It's been a very cold winter, did you use the aircon units to heat your place?


----------



## Neihu

1300 le seems like a lot. But what do I know? I haven't had an electricity bill since I moved to Rehab in October. I also never got one while living in Maadi for 2 months. 
But I'm sure eventually some one will come knocking on my door asking for a large chunk of my paycheck!


----------



## hurghadapat

Here is the link to show you how they calculate your bills:-


Egyptian Electric Utility and Consumer Protection Regulatory Agency.


----------



## maadiboy

You guys pay a lot for electricity. I live in maadi degla, flat is around 80-90sqm, 3 aircon, the meter is inside the flat. Usually the guy from the company comes every month to read the meter and a few days later we get a proper bill in arabic with the meter reading on it from the last 2 months, the difference and the amount to pay. 
In summer we use a lot of aircon, a heater we don´t have, so in winter we don´t use much energy. Anyway, my bill was never higher than 500 LE, one time i think around 400 LE after summer due to the use of aircon, but mostly it is just around 100 LE, now in winter even less than 50 LE.


----------



## MaidenScotland

Well surprise surprise no one has turned up to read the meter.


----------



## MaidenScotland

maadiboy said:


> You guys pay a lot for electricity. I live in maadi degla, flat is around 80-90sqm, 3 aircon, the meter is inside the flat. Usually the guy from the company comes every month to read the meter and a few days later we get a proper bill in arabic with the meter reading on it from the last 2 months, the difference and the amount to pay.
> In summer we use a lot of aircon, a heater we don´t have, so in winter we don´t use much energy. Anyway, my bill was never higher than 500 LE, one time i think around 400 LE after summer due to the use of aircon, but mostly it is just around 100 LE, now in winter even less than 50 LE.

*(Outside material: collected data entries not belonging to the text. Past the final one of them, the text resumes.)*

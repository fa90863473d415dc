use reqwest::header::CONTENT_TYPE;
use serde::Serialize;
use tracing::{debug, info, warn};

use crate::card::Card;
use crate::error::NotifyError;

/// Webhook body carrying a single card.
#[derive(Debug, Serialize)]
pub struct Envelope<'a> {
    pub text: &'a str,
    #[serde(rename = "cardsV2")]
    pub cards_v2: Vec<CardEntry<'a>>,
}

#[derive(Debug, Serialize)]
#[serde(rename_all = "camelCase")]
pub struct CardEntry<'a> {
    pub card_id: &'a str,
    pub card: NamedCard<'a>,
}

#[derive(Debug, Serialize)]
pub struct NamedCard<'a> {
    pub name: &'a str,
    #[serde(flatten)]
    pub card: &'a Card,
}

impl<'a> Envelope<'a> {
    pub fn new(name: &'a str, card: &'a Card) -> Self {
        Envelope {
            text: "",
            cards_v2: vec![CardEntry {
                card_id: name,
                card: NamedCard { name, card },
            }],
        }
    }
}

#[derive(Debug, Clone, PartialEq, Eq)]
pub enum DeliveryOutcome {
    Delivered,
    Failed {
        reason: String,
        request_body: String,
        response_body: String,
    },
}

impl DeliveryOutcome {
    pub fn is_success(&self) -> bool {
        matches!(self, DeliveryOutcome::Delivered)
    }

    pub fn into_result(self) -> Result<(), NotifyError> {
        match self {
            DeliveryOutcome::Delivered => Ok(()),
            DeliveryOutcome::Failed {
                reason,
                request_body,
                response_body,
            } => Err(NotifyError::Delivery {
                reason,
                request_body,
                response_body,
            }),
        }
    }
}

/// POST the card to `url` once. Every failure is folded into the outcome.
pub async fn deliver(
    client: &reqwest::Client,
    url: &str,
    name: &str,
    card: &Card,
) -> DeliveryOutcome {
    let request_body = match serde_json::to_string(&Envelope::new(name, card)) {
        Ok(body) => body,
        Err(err) => {
            return DeliveryOutcome::Failed {
                reason: format!("serializing card: {err}"),
                request_body: String::new(),
                response_body: String::new(),
            }
        }
    };
    debug!(%url, body = %request_body, "sending notification");

    let resp = match client
        .post(url)
        .header(CONTENT_TYPE, "application/json")
        .body(request_body.clone())
        .send()
        .await
    {
        Ok(resp) => resp,
        Err(err) => {
            warn!(%err, "webhook request failed");
            return DeliveryOutcome::Failed {
                reason: err.to_string(),
                request_body,
                response_body: String::new(),
            };
        }
    };

    let status = resp.status();
    if status.is_success() {
        info!(%status, "notification delivered");
        return DeliveryOutcome::Delivered;
    }

    let response_body = resp.text().await.unwrap_or_default();
    warn!(%status, "webhook rejected notification");
    DeliveryOutcome::Failed {
        reason: format!("webhook responded with {status}"),
        request_body,
        response_body,
    }
}

#[cfg(test)]
mod tests {
    use super::*;
    use crate::card::build_card;
    use crate::config::Assets;
    use crate::context::RunContext;
    use crate::input::NotificationRequest;
    use assert_matches::assert_matches;
    use axum::http::{header, HeaderMap, StatusCode};
    use axum::routing::post;
    use axum::Router;
    use serde_json::{json, Value};
    use tokio::sync::mpsc;

    fn sample_card(name: &str) -> Card {
        let req = NotificationRequest {
            name: name.into(),
            url: String::new(),
            validation_id: "v-1".into(),
            validation_status: "failure".into(),
            validation_url: "https://ci.example/v-1".into(),
            validation_details: "2 files need formatting".into(),
        };
        let ctx = RunContext {
            owner: "acme".into(),
            repo: "widgets".into(),
            event_name: "push".into(),
            sha: "abc123".into(),
            ..Default::default()
        };
        build_card(&req, &ctx, &Assets::default())
    }

    /// Start a webhook stub answering every POST with `status` and `reply`.
    /// Received (content type, body) pairs arrive on the returned channel.
    async fn spawn_hook(
        status: StatusCode,
        reply: &'static str,
    ) -> (String, mpsc::UnboundedReceiver<(String, String)>) {
        let (tx, rx) = mpsc::unbounded_channel();
        let app = Router::new().route(
            "/hook",
            post(move |headers: HeaderMap, body: String| {
                let tx = tx.clone();
                async move {
                    let content_type = headers
                        .get(header::CONTENT_TYPE)
                        .and_then(|v| v.to_str().ok())
                        .unwrap_or_default()
                        .to_string();
                    let _ = tx.send((content_type, body));
                    (status, reply)
                }
            }),
        );
        let listener = tokio::net::TcpListener::bind("127.0.0.1:0")
            .await
            .expect("bind listener");
        let addr = listener.local_addr().expect("local addr");
        tokio::spawn(async move { axum::serve(listener, app).await.expect("serve app") });
        (format!("http://{addr}/hook"), rx)
    }

    #[test]
    fn envelope_shape() {
        let card = sample_card("lint");
        let value = serde_json::to_value(Envelope::new("lint", &card)).unwrap();
        assert_eq!(value["text"], json!(""));
        let entry = &value["cardsV2"][0];
        assert_eq!(entry["cardId"], json!("lint"));
        assert_eq!(entry["card"]["name"], json!("lint"));
        assert_eq!(entry["card"]["header"]["title"], json!("lint"));
        assert_eq!(entry["card"]["sections"].as_array().unwrap().len(), 3);
        assert_eq!(value["cardsV2"].as_array().unwrap().len(), 1);
    }

    #[tokio::test]
    async fn ok_response_is_success() {
        let (url, mut rx) = spawn_hook(StatusCode::OK, "{}").await;
        let card = sample_card("lint");

        let outcome = deliver(&reqwest::Client::new(), &url, "lint", &card).await;
        assert_eq!(outcome, DeliveryOutcome::Delivered);
        assert!(outcome.is_success());

        let (content_type, body) = rx.recv().await.expect("request received");
        assert_eq!(content_type, "application/json");
        let sent: Value = serde_json::from_str(&body).unwrap();
        assert_eq!(sent["cardsV2"][0]["cardId"], json!("lint"));
        assert!(rx.try_recv().is_err(), "exactly one request");
    }

    #[tokio::test]
    async fn server_error_is_failure_with_bodies() {
        let (url, mut rx) =
            spawn_hook(StatusCode::INTERNAL_SERVER_ERROR, "{\"error\":\"boom\"}").await;
        let card = sample_card("lint");

        let outcome = deliver(&reqwest::Client::new(), &url, "lint", &card).await;
        assert!(!outcome.is_success());
        assert_matches!(
            &outcome,
            DeliveryOutcome::Failed { reason, request_body, response_body } => {
                assert!(reason.contains("500"));
                assert!(request_body.contains("\"cardsV2\""));
                assert_eq!(response_body, "{\"error\":\"boom\"}");
            }
        );

        rx.recv().await.expect("request received");
        assert!(rx.try_recv().is_err(), "no retry");

        let err = outcome.into_result().unwrap_err();
        assert!(err.to_string().contains("boom"));
    }

    #[tokio::test]
    async fn unreachable_destination_is_failure() {
        let listener = tokio::net::TcpListener::bind("127.0.0.1:0").await.unwrap();
        let addr = listener.local_addr().unwrap();
        drop(listener);

        let card = sample_card("lint");
        let url = format!("http://{addr}/hook");
        let outcome = deliver(&reqwest::Client::new(), &url, "lint", &card).await;
        assert_matches!(
            outcome,
            DeliveryOutcome::Failed { ref response_body, ref request_body, .. } => {
                assert!(response_body.is_empty());
                assert!(!request_body.is_empty());
            }
        );
    }

    #[tokio::test]
    async fn malformed_url_is_failure() {
        let card = sample_card("lint");
        let outcome = deliver(&reqwest::Client::new(), "not a url", "lint", &card).await;
        assert!(!outcome.is_success());
    }
}
/// A menu command, parsed from one already-trimmed, lowercased input line.
#[derive(Debug, Clone, Copy, PartialEq, Eq)]
pub enum Command {
    Add,
    Print,
    Insert,
    Write,
    Read,
    Delete,
    Exit,
}

impl Command {
    pub fn parse(input: &str) -> Option<Command> {
        match input {
            "a" => Some(Command::Add),
            "p" => Some(Command::Print),
            "i" => Some(Command::Insert),
            "w" => Some(Command::Write),
            "r" => Some(Command::Read),
            "d" => Some(Command::Delete),
            "e" | "exit" => Some(Command::Exit),
            _ => None,
        }
    }
}
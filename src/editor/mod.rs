mod command;
mod input;

use anyhow::Result;
use std::io::{BufRead, Write};
use std::path::PathBuf;

use crate::buffer::{LineBuffer, SaveOutcome};
use crate::config::Config;
use crate::logger::{LogLevel, RotatingLogger};
use command::Command;

const MENU: &str =
    "Options: (a)dd line, (p)rint lines, (r)ead file, (i)nsert line before, (w)rite to file, (d)elete line, (e)xit";

/// The interactive command loop: prompts, dispatches menu commands against
/// the line buffer, and translates operation results into console messages.
///
/// Generic over its input and output streams; `main` wires it to stdin and
/// stdout. Every operation failure is reported and the loop continues; only
/// a confirmed exit (or end of input) terminates it. The rotating logger is
/// a best-effort collaborator and never blocks an operation.
pub struct Editor<R: BufRead, W: Write> {
    buffer: LineBuffer,
    logger: RotatingLogger,
    input: R,
    output: W,
}

impl<R: BufRead, W: Write> Editor<R, W> {
    pub fn new(config: &Config, input: R, output: W) -> Self {
        Self {
            buffer: LineBuffer::new(),
            logger: RotatingLogger::new(&config.log.path, config.log.max_messages),
            input,
            output,
        }
    }

    pub fn run(&mut self) -> Result<()> {
        loop {
            writeln!(self.output, "{MENU}")?;
            let Some(line) = input::prompt_line(&mut self.input, &mut self.output, "> ")? else {
                break;
            };
            let line = line.trim().to_lowercase();
            if line.is_empty() {
                continue;
            }
            match Command::parse(&line) {
                Some(Command::Add) => self.add_line()?,
                Some(Command::Print) => self.print_lines()?,
                Some(Command::Insert) => self.insert_line()?,
                Some(Command::Delete) => self.delete_line()?,
                Some(Command::Write) => self.write_file()?,
                Some(Command::Read) => self.read_file()?,
                Some(Command::Exit) => {
                    if self.confirm_exit()? {
                        break;
                    }
                }
                None => writeln!(self.output, "Unknown command: {line}")?,
            }
        }
        Ok(())
    }

    fn add_line(&mut self) -> Result<()> {
        let Some(text) = input::prompt_line(
            &mut self.input,
            &mut self.output,
            "Enter a line of text to add: ",
        )?
        else {
            return Ok(());
        };
        match self.buffer.add(&text) {
            Ok(count) => writeln!(
                self.output,
                "Line added successfully ({count} characters)."
            )?,
            Err(error) => writeln!(self.output, "{error}")?,
        }
        Ok(())
    }

    fn print_lines(&mut self) -> Result<()> {
        if self.buffer.is_empty() {
            writeln!(self.output, "No lines stored.")?;
            return Ok(());
        }
        writeln!(self.output, "Stored lines:")?;
        for (position, line) in self.buffer.iter() {
            writeln!(self.output, "{position}: {line}")?;
        }
        Ok(())
    }

    fn insert_line(&mut self) -> Result<()> {
        let Some(position) = input::prompt_position(
            &mut self.input,
            &mut self.output,
            "Please enter a line number to insert before: ",
            self.buffer.len() + 1,
        )?
        else {
            return Ok(());
        };
        let Some(text) = input::prompt_line(
            &mut self.input,
            &mut self.output,
            "Enter the line of text to insert: ",
        )?
        else {
            return Ok(());
        };
        match self.buffer.insert_before(position, &text) {
            Ok(()) => writeln!(
                self.output,
                "Line inserted successfully before line {position}."
            )?,
            Err(error) => writeln!(self.output, "{error}")?,
        }
        Ok(())
    }

    fn delete_line(&mut self) -> Result<()> {
        if self.buffer.is_empty() {
            writeln!(self.output, "No lines stored.")?;
            return Ok(());
        }
        let Some(position) = input::prompt_position(
            &mut self.input,
            &mut self.output,
            "Please enter a line number to delete: ",
            self.buffer.len(),
        )?
        else {
            return Ok(());
        };
        match self.buffer.delete(position) {
            Ok(()) => writeln!(self.output, "Line {position} deleted successfully.")?,
            Err(error) => writeln!(self.output, "{error}")?,
        }
        Ok(())
    }

    fn write_file(&mut self) -> Result<()> {
        let Some(name) = input::prompt_nonempty(
            &mut self.input,
            &mut self.output,
            "Please enter a filename: ",
        )?
        else {
            return Ok(());
        };
        let path = PathBuf::from(name);

        let overwrite_allowed = if path.exists() {
            input::confirm(
                &mut self.input,
                &mut self.output,
                &format!("{} already exists. Overwrite? (y/n): ", path.display()),
            )?
        } else {
            true
        };

        match self.buffer.save_to_file(&path, overwrite_allowed) {
            Ok(SaveOutcome::Saved(count)) => {
                writeln!(
                    self.output,
                    "{count} lines saved to {} successfully.",
                    path.display()
                )?;
                self.logger
                    .log(&format!("saved {count} lines to {}", path.display()));
            }
            Ok(SaveOutcome::Cancelled) => writeln!(self.output, "Save cancelled.")?,
            Err(error) => {
                writeln!(self.output, "{error}")?;
                self.logger.log_at(&error.to_string(), LogLevel::Error);
            }
        }
        Ok(())
    }

    fn read_file(&mut self) -> Result<()> {
        let Some(name) = input::prompt_nonempty(
            &mut self.input,
            &mut self.output,
            "Please enter a filename: ",
        )?
        else {
            return Ok(());
        };
        let path = PathBuf::from(name);

        match self.buffer.load_from_file(&path) {
            Ok(read) => {
                writeln!(
                    self.output,
                    "{} lines read from {} successfully.",
                    read.len(),
                    path.display()
                )?;
                self.logger
                    .log(&format!("read {} lines from {}", read.len(), path.display()));
            }
            Err(error) => {
                writeln!(self.output, "{error}")?;
                self.logger.log_at(&error.to_string(), LogLevel::Error);
            }
        }
        Ok(())
    }

    fn confirm_exit(&mut self) -> Result<bool> {
        if !self.buffer.is_dirty() {
            return Ok(true);
        }
        let exit = input::confirm(
            &mut self.input,
            &mut self.output,
            "You have unsaved changes. Exit anyway? (y/n): ",
        )?;
        Ok(exit)
    }
}

#[cfg(test)]
mod tests {
    use super::*;
    use std::fs;
    use std::io::Cursor;

    fn test_config(dir: &tempfile::TempDir) -> Config {
        let mut config = Config::default();
        config.log.path = dir
            .path()
            .join("editor-log.txt")
            .to_string_lossy()
            .into_owned();
        config
    }

    fn run_script(dir: &tempfile::TempDir, script: &str) -> String {
        let config = test_config(dir);
        let mut output = Vec::new();
        let mut editor = Editor::new(&config, Cursor::new(script.as_bytes().to_vec()), &mut output);
        editor.run().unwrap();
        String::from_utf8(output).unwrap()
    }

    #[test]
    fn test_add_and_print() {
        let dir = tempfile::tempdir().unwrap();
        let output = run_script(&dir, "a\nhello\np\ne\ny\n");
        assert!(output.contains("Line added successfully (5 characters)."));
        assert!(output.contains("Stored lines:"));
        assert!(output.contains("1: hello"));
    }

    #[test]
    fn test_print_empty_buffer() {
        let dir = tempfile::tempdir().unwrap();
        let output = run_script(&dir, "p\ne\n");
        assert!(output.contains("No lines stored."));
    }

    #[test]
    fn test_insert_before_first_line() {
        let dir = tempfile::tempdir().unwrap();
        let output = run_script(&dir, "a\nb\na\nc\ni\n1\na\np\ne\ny\n");
        assert!(output.contains("Line inserted successfully before line 1."));
        assert!(output.contains("1: a\n2: b\n3: c"));
    }

    #[test]
    fn test_delete_on_empty_buffer_reports_no_lines() {
        let dir = tempfile::tempdir().unwrap();
        let output = run_script(&dir, "d\ne\n");
        assert!(output.contains("No lines stored."));
    }

    #[test]
    fn test_invalid_position_is_reported_and_loop_continues() {
        let dir = tempfile::tempdir().unwrap();
        let output = run_script(&dir, "a\nx\ni\nabc\ni\n9\ne\ny\n");
        assert!(output.contains("Invalid input. Please enter a number."));
        assert!(output.contains("Invalid line number."));
    }

    #[test]
    fn test_unknown_command() {
        let dir = tempfile::tempdir().unwrap();
        let output = run_script(&dir, "z\ne\n");
        assert!(output.contains("Unknown command: z"));
    }

    #[test]
    fn test_exit_confirmation_declined_keeps_running() {
        let dir = tempfile::tempdir().unwrap();
        let output = run_script(&dir, "a\nkeep\ne\nn\np\ne\ny\n");
        assert!(output.contains("You have unsaved changes."));
        assert!(output.contains("1: keep"));
    }

    #[test]
    fn test_clean_buffer_exits_without_confirmation() {
        let dir = tempfile::tempdir().unwrap();
        let output = run_script(&dir, "e\n");
        assert!(!output.contains("unsaved changes"));
    }

    #[test]
    fn test_write_then_read_reports_counts() {
        let dir = tempfile::tempdir().unwrap();
        let target = dir.path().join("notes.txt");
        let target = target.to_string_lossy();
        let script = format!("a\none\na\ntwo\nw\n{target}\nr\n{target}\ne\ny\n");
        let output = run_script(&dir, &script);
        assert!(output.contains("2 lines saved to"));
        assert!(output.contains("2 lines read from"));
    }

    #[test]
    fn test_overwrite_declined_cancels_save() {
        let dir = tempfile::tempdir().unwrap();
        let target = dir.path().join("existing.txt");
        fs::write(&target, "old\n").unwrap();
        let script = format!("a\nnew\nw\n{}\nn\ne\ny\n", target.to_string_lossy());
        let output = run_script(&dir, &script);
        assert!(output.contains("Overwrite? (y/n):"));
        assert!(output.contains("Save cancelled."));
        assert_eq!(fs::read_to_string(&target).unwrap(), "old\n");
    }

    #[test]
    fn test_read_missing_file_is_reported() {
        let dir = tempfile::tempdir().unwrap();
        let missing = dir.path().join("missing.txt");
        let script = format!("r\n{}\ne\n", missing.to_string_lossy());
        let output = run_script(&dir, &script);
        assert!(output.contains("file not found"));
    }
}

I don't think we pay too much.. I think you pay too little


----------



## hhaddad

hurghadapat said:


> Here is the link to show you how they calculate your bills:-
> 
> 
> Egyptian Electric Utility and Consumer Protection Regulatory Agency.


Bill_Calculation


----------



## marimar

MaidenScotland said:


> I don't think we pay too much.. I think you pay too little


Well that makes our usual monthly electric bill of 30-40 LE seem a bit pathetic then compared to everyone else.


----------



## JochenvW

In conclusion I withdraw my comment on the increase of the total kWh price...


----------



## alexvw

JochenvW said:


> In conclusion I withdraw my comment on the increase of the total kWh price...


Still makes it more interesting for them to "collect" bills and charge at once...


----------



## JochenvW

alexvw said:


> Still makes it more interesting for them to "collect" bills and charge at once...


Only if they regularly put your bills below 1000 kWh or 251.50 LE...


----------



## Sonrisa

I guess i ve been using the heater, but not that much. As i said it doesnt bother me much, because thankfully we dont have to pay the bills ourselves, its part of the 
Package. I must admit that I hoped that I was baeing scamed.

If there are no irregularities with my bill, then its very scary to think how the average egyptian family would cope with the rising costs of everything, including electricity bills of over what is considered the average salary.

there are sings of trouble brewing everywhere I look, difficult times ahead


----------



## Helen Ellis

The development I have just moved to takes meter reading every month, presents a bill for water and electric, with meter readings, stuck to the front door. You take this bill to the office to pay it. You get a receipt. Next month you take this receipt back and get an official bank receipt showing your payments. Totally legit and wonderful. First time ever in Hurghada for me. My combined water and electric in my old flat was usually around 150le, I don't use much heating or a/c and there was only, usually one person in the flat.


----------



## MaidenScotland

Was talking about this very thing tonight
Friend got her first bill in 6 months and only because the bowb went to the electricity place to tell them that the whole street had not seen the meter reader since Ramadan...


----------



## MaidenScotland

Engineer has just been to check my meter reading etc.. he had as a tool.. a lighter, don't ask

Seems my bill for one month is 960le


----------



## fassy

*Fassy*

i have paid the Electric bill of 10th month which is october and got short slip as person told me he other part is already dlvrd to us. after one month i found that my bill is still due and person who has given me small receipt did not deposit in department. when i told this to my friend that i have paid and he given me small paper instead of big one. my friend informed me that we can not do anything as we must have big part of receipt as prove small one is just notice. please can anyone tell me if i can do anything i mean any legal way or complain against this person as bt myself paid him and now i am gonna pay again for same bill.


----------



## Ineedhelp2014

we signed an agreement to pay 200 every month, and the bill comes to 60 pounds a month...oh well...


----------